— Exercise —
Once you have checked the records that follow, state how many of their lines hold "BTreeMap", giving the number only.

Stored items
Start of Block

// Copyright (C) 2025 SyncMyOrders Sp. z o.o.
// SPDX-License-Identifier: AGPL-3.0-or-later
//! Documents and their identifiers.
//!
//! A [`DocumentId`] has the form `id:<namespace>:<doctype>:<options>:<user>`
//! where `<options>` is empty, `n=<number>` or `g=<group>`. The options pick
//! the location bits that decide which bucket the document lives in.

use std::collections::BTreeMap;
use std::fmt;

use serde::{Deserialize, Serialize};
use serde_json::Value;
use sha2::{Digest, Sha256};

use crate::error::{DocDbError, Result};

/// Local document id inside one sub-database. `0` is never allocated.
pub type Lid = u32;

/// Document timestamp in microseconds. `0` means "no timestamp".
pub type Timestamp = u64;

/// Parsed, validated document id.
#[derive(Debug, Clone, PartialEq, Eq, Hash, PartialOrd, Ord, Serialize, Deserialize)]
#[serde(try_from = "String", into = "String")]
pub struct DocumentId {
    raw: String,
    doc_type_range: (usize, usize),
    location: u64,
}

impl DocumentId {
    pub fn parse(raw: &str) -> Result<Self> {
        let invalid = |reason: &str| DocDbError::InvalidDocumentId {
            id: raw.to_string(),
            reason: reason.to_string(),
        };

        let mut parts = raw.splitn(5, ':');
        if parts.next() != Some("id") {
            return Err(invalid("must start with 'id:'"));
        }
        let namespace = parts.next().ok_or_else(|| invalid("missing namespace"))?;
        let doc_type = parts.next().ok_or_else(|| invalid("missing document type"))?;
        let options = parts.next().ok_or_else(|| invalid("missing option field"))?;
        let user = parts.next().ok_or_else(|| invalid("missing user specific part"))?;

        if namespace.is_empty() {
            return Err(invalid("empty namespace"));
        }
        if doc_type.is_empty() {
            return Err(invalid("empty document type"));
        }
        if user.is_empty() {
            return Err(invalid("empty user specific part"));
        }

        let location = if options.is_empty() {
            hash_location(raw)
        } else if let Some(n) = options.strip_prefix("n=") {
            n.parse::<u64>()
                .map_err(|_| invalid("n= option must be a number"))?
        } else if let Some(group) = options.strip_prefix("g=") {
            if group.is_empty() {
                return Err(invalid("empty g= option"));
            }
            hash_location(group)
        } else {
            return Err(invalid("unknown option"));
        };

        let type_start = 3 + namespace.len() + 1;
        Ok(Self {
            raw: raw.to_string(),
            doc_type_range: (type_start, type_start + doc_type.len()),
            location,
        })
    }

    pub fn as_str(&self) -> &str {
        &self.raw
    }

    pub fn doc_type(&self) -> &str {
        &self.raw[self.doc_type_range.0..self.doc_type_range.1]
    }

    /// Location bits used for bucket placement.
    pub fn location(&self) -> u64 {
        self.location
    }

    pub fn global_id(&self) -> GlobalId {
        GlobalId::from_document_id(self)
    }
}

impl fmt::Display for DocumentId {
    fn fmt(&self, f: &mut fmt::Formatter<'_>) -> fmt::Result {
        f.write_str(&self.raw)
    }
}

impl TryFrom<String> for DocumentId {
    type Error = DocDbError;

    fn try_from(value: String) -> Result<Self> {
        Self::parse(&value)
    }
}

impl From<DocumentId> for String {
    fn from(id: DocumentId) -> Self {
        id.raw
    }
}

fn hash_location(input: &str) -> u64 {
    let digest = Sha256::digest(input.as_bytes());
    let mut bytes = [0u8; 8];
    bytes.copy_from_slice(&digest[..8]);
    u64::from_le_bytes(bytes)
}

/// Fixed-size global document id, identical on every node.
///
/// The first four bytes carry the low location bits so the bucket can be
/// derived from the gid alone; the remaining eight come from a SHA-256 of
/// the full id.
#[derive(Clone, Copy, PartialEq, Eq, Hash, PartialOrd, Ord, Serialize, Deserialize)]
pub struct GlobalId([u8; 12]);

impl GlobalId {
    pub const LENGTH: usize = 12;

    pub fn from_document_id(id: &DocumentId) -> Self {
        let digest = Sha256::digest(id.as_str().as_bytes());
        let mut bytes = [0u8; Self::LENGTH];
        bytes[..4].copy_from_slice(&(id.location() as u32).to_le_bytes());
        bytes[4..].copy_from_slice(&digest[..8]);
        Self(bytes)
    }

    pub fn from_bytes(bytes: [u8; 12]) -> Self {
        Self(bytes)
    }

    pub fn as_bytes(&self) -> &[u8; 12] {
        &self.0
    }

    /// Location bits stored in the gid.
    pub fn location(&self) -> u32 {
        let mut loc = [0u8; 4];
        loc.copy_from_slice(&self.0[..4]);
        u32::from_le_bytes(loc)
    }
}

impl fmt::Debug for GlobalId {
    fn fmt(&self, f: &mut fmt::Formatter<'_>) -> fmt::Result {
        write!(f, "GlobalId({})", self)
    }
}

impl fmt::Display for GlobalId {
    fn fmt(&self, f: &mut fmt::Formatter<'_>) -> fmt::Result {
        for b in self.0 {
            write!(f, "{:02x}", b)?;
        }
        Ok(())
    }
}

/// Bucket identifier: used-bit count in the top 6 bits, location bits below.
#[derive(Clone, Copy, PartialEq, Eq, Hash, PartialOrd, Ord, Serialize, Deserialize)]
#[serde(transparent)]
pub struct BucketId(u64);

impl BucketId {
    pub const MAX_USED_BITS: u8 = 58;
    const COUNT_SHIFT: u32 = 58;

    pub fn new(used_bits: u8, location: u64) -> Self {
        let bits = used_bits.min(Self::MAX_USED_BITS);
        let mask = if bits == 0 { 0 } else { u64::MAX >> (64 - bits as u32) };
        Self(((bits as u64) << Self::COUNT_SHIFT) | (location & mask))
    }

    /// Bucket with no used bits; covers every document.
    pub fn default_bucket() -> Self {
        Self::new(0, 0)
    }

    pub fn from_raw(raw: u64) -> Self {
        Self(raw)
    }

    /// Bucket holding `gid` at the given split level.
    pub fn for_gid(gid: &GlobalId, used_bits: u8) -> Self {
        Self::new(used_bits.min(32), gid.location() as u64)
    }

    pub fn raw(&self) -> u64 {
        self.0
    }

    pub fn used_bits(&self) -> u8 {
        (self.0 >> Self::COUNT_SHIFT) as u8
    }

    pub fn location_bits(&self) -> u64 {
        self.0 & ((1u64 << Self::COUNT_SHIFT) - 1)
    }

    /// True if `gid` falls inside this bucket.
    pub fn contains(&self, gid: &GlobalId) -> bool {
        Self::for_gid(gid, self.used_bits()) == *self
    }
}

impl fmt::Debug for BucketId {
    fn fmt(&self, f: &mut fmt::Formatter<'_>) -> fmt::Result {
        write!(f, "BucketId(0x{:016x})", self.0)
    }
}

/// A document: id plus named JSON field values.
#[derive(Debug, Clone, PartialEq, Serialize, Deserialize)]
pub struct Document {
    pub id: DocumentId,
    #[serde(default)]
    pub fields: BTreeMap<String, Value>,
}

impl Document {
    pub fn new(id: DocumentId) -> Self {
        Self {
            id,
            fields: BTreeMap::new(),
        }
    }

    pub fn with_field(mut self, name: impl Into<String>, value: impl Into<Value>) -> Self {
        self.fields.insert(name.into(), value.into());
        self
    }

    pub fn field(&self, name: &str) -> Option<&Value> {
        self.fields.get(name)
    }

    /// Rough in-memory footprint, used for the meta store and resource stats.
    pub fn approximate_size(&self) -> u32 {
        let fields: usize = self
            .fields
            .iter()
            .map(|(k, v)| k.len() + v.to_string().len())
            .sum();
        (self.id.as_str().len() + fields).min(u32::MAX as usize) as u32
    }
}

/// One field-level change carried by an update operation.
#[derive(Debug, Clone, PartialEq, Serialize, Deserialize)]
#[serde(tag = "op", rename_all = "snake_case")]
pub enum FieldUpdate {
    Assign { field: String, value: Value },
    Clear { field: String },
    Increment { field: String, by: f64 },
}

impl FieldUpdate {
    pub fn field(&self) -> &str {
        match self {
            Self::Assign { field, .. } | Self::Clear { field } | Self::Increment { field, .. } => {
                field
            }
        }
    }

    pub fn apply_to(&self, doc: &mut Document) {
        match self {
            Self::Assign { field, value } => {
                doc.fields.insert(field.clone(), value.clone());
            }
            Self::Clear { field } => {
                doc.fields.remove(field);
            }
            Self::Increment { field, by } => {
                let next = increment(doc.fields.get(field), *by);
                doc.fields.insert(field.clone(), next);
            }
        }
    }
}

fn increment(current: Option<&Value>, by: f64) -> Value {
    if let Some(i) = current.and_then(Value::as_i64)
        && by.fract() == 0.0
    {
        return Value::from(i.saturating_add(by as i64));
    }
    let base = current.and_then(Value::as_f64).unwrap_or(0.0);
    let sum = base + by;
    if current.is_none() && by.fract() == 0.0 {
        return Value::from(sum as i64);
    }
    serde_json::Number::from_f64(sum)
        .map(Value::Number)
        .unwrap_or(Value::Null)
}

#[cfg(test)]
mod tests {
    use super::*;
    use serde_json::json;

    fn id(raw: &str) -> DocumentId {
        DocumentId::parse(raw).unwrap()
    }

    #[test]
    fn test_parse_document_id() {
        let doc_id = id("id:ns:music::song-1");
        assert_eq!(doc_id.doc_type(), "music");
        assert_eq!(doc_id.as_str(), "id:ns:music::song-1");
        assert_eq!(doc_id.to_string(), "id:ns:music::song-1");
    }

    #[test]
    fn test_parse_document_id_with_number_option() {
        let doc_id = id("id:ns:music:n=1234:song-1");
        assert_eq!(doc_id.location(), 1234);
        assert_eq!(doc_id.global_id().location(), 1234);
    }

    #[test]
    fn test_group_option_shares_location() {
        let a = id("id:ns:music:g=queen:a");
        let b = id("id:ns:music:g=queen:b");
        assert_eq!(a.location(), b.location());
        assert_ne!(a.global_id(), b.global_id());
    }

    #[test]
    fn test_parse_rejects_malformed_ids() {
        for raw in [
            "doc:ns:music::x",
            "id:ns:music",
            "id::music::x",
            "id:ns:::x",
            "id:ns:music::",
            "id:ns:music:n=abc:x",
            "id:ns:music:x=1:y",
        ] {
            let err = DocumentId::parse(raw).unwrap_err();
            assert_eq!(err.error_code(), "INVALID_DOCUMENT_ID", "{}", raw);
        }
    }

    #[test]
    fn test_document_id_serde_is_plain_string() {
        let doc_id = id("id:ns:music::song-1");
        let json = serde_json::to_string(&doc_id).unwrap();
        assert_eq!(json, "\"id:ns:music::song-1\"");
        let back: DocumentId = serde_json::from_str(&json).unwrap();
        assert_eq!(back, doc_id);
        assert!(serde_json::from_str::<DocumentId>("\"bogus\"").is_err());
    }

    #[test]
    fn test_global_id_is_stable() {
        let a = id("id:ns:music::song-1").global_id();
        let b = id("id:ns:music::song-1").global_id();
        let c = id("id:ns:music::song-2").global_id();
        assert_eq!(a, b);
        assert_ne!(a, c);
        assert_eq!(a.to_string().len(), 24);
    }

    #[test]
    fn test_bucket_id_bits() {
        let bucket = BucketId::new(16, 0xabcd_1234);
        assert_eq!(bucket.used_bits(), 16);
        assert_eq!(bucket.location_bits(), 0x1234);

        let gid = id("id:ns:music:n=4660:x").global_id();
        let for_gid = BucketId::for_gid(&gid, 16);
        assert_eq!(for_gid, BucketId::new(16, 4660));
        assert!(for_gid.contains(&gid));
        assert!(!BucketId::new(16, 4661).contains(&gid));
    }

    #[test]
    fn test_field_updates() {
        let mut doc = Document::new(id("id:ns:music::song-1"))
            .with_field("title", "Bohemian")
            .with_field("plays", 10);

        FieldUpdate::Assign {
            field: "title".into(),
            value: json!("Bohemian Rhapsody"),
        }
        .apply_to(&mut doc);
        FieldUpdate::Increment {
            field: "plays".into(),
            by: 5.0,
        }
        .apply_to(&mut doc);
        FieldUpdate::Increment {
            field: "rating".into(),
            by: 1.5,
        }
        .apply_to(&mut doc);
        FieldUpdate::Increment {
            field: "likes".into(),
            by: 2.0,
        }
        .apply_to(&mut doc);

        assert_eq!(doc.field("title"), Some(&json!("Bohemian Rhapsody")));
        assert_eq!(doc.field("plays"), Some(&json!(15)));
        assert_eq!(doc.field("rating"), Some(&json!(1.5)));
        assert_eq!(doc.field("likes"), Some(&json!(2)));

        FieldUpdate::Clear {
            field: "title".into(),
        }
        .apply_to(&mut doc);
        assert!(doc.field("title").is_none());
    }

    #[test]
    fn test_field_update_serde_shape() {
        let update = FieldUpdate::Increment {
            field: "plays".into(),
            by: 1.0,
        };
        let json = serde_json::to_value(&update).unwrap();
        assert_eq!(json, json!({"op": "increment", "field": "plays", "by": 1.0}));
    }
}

End of Block

— Result for this task —
3